_RECORDS SUPPLIED:_
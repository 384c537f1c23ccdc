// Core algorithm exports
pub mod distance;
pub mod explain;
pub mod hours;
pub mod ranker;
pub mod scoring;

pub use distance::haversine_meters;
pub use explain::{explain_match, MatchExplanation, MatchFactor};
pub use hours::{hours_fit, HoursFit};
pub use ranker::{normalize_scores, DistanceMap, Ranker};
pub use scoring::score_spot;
...
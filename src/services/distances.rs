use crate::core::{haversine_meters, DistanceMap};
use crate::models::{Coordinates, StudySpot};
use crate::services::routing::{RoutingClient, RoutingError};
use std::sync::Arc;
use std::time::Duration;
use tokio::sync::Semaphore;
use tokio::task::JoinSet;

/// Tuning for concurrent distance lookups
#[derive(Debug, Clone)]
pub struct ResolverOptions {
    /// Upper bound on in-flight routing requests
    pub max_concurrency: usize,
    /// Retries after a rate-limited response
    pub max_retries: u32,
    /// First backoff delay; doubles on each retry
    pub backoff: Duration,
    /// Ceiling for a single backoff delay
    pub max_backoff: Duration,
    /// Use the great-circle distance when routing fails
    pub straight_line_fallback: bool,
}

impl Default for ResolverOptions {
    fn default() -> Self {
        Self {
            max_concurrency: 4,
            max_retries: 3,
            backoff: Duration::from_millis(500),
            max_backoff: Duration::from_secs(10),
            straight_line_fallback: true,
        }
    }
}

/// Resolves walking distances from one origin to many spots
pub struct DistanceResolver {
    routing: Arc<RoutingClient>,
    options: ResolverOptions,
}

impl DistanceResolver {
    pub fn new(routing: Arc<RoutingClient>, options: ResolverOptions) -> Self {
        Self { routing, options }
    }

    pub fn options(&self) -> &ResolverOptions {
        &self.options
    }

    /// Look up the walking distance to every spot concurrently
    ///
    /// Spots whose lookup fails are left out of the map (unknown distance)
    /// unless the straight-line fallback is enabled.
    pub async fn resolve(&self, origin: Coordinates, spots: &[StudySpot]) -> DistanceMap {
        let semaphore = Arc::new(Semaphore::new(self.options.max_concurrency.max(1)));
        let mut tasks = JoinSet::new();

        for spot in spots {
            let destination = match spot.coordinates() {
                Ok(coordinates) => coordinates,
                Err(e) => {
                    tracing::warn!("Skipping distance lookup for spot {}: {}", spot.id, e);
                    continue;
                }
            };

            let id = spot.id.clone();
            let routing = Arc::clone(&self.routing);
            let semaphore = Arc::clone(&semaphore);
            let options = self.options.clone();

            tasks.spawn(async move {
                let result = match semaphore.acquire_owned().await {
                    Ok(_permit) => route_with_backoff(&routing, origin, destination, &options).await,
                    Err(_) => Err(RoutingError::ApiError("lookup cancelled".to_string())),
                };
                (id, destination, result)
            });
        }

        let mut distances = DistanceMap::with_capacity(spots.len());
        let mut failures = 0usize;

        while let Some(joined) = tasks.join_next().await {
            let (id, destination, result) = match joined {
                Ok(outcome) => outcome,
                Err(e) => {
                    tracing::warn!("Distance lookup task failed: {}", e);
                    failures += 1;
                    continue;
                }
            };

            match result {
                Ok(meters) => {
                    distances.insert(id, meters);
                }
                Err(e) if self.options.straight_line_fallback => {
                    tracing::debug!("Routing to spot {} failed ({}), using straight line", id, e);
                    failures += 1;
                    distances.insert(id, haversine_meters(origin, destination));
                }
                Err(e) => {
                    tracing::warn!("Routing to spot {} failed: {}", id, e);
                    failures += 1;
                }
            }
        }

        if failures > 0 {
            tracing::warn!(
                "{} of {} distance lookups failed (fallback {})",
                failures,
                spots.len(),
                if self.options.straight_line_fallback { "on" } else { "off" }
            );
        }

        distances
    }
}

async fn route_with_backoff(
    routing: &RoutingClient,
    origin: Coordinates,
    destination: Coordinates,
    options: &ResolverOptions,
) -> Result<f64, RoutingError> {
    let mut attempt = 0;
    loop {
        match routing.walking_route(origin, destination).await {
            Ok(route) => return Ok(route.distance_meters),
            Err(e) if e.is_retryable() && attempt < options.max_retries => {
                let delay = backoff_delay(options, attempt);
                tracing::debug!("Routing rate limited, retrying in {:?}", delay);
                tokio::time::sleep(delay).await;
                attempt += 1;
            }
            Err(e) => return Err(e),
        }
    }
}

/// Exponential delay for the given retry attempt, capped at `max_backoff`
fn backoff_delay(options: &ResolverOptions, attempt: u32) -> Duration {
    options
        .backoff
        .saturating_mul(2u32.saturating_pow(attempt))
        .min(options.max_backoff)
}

_WHAT IS REQUIRED:_ Please return every line of the material above that includes "tokio".

_WRITTEN REPLY:_
use tokio::sync::Semaphore;
use tokio::task::JoinSet;
                tokio::time::sleep(delay).await;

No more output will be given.